Sequential analysis of peripheral blood T cells by high-resolution flow cytometry and TCRα, V, and J assignment (A) Results from an acute type ATL patient who received both conventional chemotherapy mLSG15 (A-1 to A-2) and moga (A-2 to A-3). Flow cytometric scattergrams illustrating percentages of CD4+/8+ and CADM1+CD7 (ATL) cells. For TCR repertoire analysis, 3D graphs show the frequencies of TRAV/J clones. ATL cells with a CADM1+CD7 phenotype decreased remarkably and reconstitution of polyclonal T cells was observed after moga treatment (A-3); however, 7 months later, a CADM1+CD7 cell population and the TRAV21/J49 clone reappeared and polyclonal T cells were suppressed (A-4). (B) Results from another acute type ATL patient who received mLSG15 (B-1 to B-2) and moga (B-2 to B-3). After moga treatment, PBMCs were sorted into CD4+ and CD8+ T cells, and subjected to TCR repertoire analysis (B-3 (CD4) and B-3 (CD8)). Data are representative of five independent patients. N.D.: not detected.

Moga sometimes causes a severe skin rash,11,14,15 which may be associated with depletion of regulatory T cells. Given that moga treatment resulted in propagation of some oligoclonal CD8+ T cells (Fig. 1) and CD8+ T cells dominantly infiltrate moga-associated skin rashes,4 the T cell clones increased by moga treatment in peripheral blood may infiltrate the skin and induce eruption. If this were the case, the same T cell clones would be expected to be simultaneously detected both in peripheral blood and skin; therefore, peripheral blood and skin tissue samples from four patients with moga-related rash were subjected to TCR repertoire analysis.

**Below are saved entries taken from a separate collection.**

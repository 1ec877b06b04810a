use crate::span::Spanned;

/// A parsed tree node: either a leaf atom or an ordered list of
/// children. Lists own their children exclusively; the tree is never
/// mutated after parsing.
#[derive(Clone, Debug, PartialEq)]
pub enum Sexp {
    Atom(String),
    List(Vec<Node>),
}

pub type Node = Spanned<Sexp>;

impl Sexp {
    pub fn as_atom(&self) -> Option<&str> {
        match self {
            Sexp::Atom(text) => Some(text),
            Sexp::List(_) => None,
        }
    }

    pub fn as_list(&self) -> Option<&[Node]> {
        match self {
            Sexp::Atom(_) => None,
            Sexp::List(children) => Some(children),
        }
    }

    pub fn is_atom(&self) -> bool {
        matches!(self, Sexp::Atom(_))
    }

    /// The dispatch key of a list: its first child, when that child is
    /// an atom.
    pub fn dispatch_key(&self) -> Option<&str> {
        self.as_list()?.first()?.node.as_atom()
    }
}

/// Render a parsed forest with spans, one node per line, children
/// indented. Used by `sicc --dump-tree`.
pub fn dump_forest(nodes: &[Node]) -> String {
    let mut out = String::new();
    for node in nodes {
        dump_node(node, 0, &mut out);
    }
    out
}

fn dump_node(node: &Node, indent: usize, out: &mut String) {
    let b = node.span.begin;
    let e = node.span.end;
    match &node.node {
        Sexp::Atom(text) => {
            out.push_str(&format!(
                "{:indent$}{} [{}, {}] -> [{}, {}]\n",
                "", text, b.row, b.col, e.row, e.col
            ));
        }
        Sexp::List(children) => {
            out.push_str(&format!(
                "{:indent$}( [{}, {}] -> [{}, {}]\n",
                "", b.row, b.col, e.row, e.col
            ));
            for child in children {
                dump_node(child, indent + 2, out);
            }
            out.push_str(&format!("{:indent$})\n", ""));
        }
    }
}
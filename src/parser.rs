use crate::ast::{Node, Sexp};
use crate::cursor::Cursor;
use crate::diagnostic::Diagnostic;
use crate::span::{Span, Spanned};

const MAX_NESTING_DEPTH: u32 = 256;

/// Recursive-descent reader: turns a character stream into a forest of
/// position-annotated tree nodes. Grammar: `node := atom | '(' node* ')'`.
pub struct Parser<'src> {
    cursor: Cursor<'src>,
    depth: u32,
}

impl<'src> Parser<'src> {
    pub fn new(source: &'src str) -> Self {
        Self {
            cursor: Cursor::new(source),
            depth: 0,
        }
    }

    /// Parse the whole input. Aborts at the first structural error,
    /// with the offending position attached.
    pub fn parse_forest(mut self) -> Result<Vec<Node>, Vec<Diagnostic>> {
        let mut forest = Vec::new();
        loop {
            self.skip_whitespace();
            match self.cursor.peek() {
                None => return Ok(forest),
                Some(b')') => {
                    let begin = self.cursor.pos();
                    self.cursor.next();
                    return Err(vec![Diagnostic::error(
                        "unbalanced parenthesis: `)` with no open list".to_string(),
                        Span::new(begin, self.cursor.pos()),
                    )]);
                }
                Some(b'(') => match self.parse_list() {
                    Ok(node) => forest.push(node),
                    Err(diag) => return Err(vec![diag]),
                },
                Some(_) => match self.parse_atom() {
                    Ok(node) => forest.push(node),
                    Err(diag) => return Err(vec![diag]),
                },
            }
        }
    }

    fn skip_whitespace(&mut self) {
        while matches!(self.cursor.peek(), Some(ch) if ch.is_ascii_whitespace()) {
            self.cursor.next();
        }
    }

    /// Parse a list whose `(` is the next character. The list's span
    /// runs from the `(` to just after the matching `)`.
    fn parse_list(&mut self) -> Result<Node, Diagnostic> {
        let begin = self.cursor.pos();
        self.cursor.next(); // consume '('

        self.depth += 1;
        if self.depth > MAX_NESTING_DEPTH {
            return Err(Diagnostic::error(
                format!("nesting depth exceeded (maximum {} levels)", MAX_NESTING_DEPTH),
                Span::new(begin, self.cursor.pos()),
            )
            .with_help("flatten deeply nested forms into separate top-level forms".to_string()));
        }

        let mut children = Vec::new();
        loop {
            self.skip_whitespace();
            match self.cursor.peek() {
                None => {
                    return Err(Diagnostic::error(
                        "unterminated input: list is never closed".to_string(),
                        Span::new(begin, self.cursor.pos()),
                    )
                    .with_note(format!(
                        "the list opened at {}:{} is still open at end of input",
                        begin.line(),
                        begin.col + 1
                    )));
                }
                Some(b')') => {
                    self.cursor.next();
                    self.depth -= 1;
                    return Ok(Spanned::new(
                        Sexp::List(children),
                        Span::new(begin, self.cursor.pos()),
                    ));
                }
                Some(b'(') => children.push(self.parse_list()?),
                Some(_) => children.push(self.parse_atom()?),
            }
        }
    }

    /// Parse an atom: a maximal run of non-whitespace, non-`)`
    /// characters. If the first character is a quote (`"` or `'`), the
    /// atom instead consumes verbatim, quotes included, until the same
    /// quote character appears unescaped.
    fn parse_atom(&mut self) -> Result<Node, Diagnostic> {
        let begin = self.cursor.pos();
        let mut bytes = Vec::new();

        match self.cursor.peek() {
            Some(quote @ (b'"' | b'\'')) => {
                self.cursor.next();
                bytes.push(quote);
                loop {
                    match self.cursor.next() {
                        None => {
                            return Err(Diagnostic::error(
                                "unterminated input: quoted atom is never closed".to_string(),
                                Span::new(begin, self.cursor.pos()),
                            )
                            .with_note(format!(
                                "the quote opened at {}:{} has no unescaped closing `{}`",
                                begin.line(),
                                begin.col + 1,
                                quote as char
                            )));
                        }
                        Some(ch) => {
                            bytes.push(ch);
                            if ch == quote && !escaped(&bytes) {
                                break;
                            }
                        }
                    }
                }
            }
            _ => {
                while let Some(ch) = self.cursor.peek() {
                    if ch.is_ascii_whitespace() || ch == b')' {
                        break;
                    }
                    self.cursor.next();
                    bytes.push(ch);
                }
            }
        }

        let text = String::from_utf8_lossy(&bytes).into_owned();
        Ok(Spanned::new(
            Sexp::Atom(text),
            Span::new(begin, self.cursor.pos()),
        ))
    }
}

/// True if the last byte is preceded by an odd number of consecutive
/// backslashes (i.e. the closing quote candidate is escaped).
fn escaped(bytes: &[u8]) -> bool {
    let mut escapes = 0;
    let mut idx = bytes.len() - 1;
    while idx > 0 && bytes[idx - 1] == b'\\' {
        escapes += 1;
        idx -= 1;
    }
    escapes % 2 == 1
}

ATL clones were depleted and polyclonal reconstitution occurred in peripheral blood after administration of moga, whereas several major clones were detected among CD8+ T cells (Fig. 2A/B and Table S2 A/B). By contrast, the skin tissues showed CD8+-dominant T cell infiltration in the epidermis and dermis with mild liquefaction degeneration. The clonality of T cells differed by case, with both polyclonal (Fig. 2A and Table S2 A) and oligoclonal (Fig. 2B and Table S2B) T cell infiltration observed. Interestingly, most of the major clones were not shared in peripheral blood and the skin tissues (Fig. 2A/B and Table S2 A/B). The analyses of these two patients and two more patients are summarized in Tables S3 and S4, corresponding to cases #3, 4, 5, and 7. Furthermore, we additionally performed TCR-β repertoire analyses as for these four patients (Table S5). Although there were a few overlapped repertoires in peripheral blood and the skin especially in case #7, most of the clones were not shared.

Figure 2.

Figure 2.

Peripheral blood T cells and cutaneous infiltrating T cells do not share the same major T cell clones after treatment with moga (A, B) PBMCs, sorted CD4+/CD8+ T cells, and skin tissues were subjected to TCR repertoire analysis in two ATL cases with moga-related skin rash. 3D graphs show the frequencies of TRAV/J clones. In panel A, the blue bar consists of three clones with different amino acid sequences in the CDR3 region, but sharing TRAV24/J52. H&E and CD3/4/8 staining of the samples of tissue from the skin rash are also shown. Data are representative of four independent patients.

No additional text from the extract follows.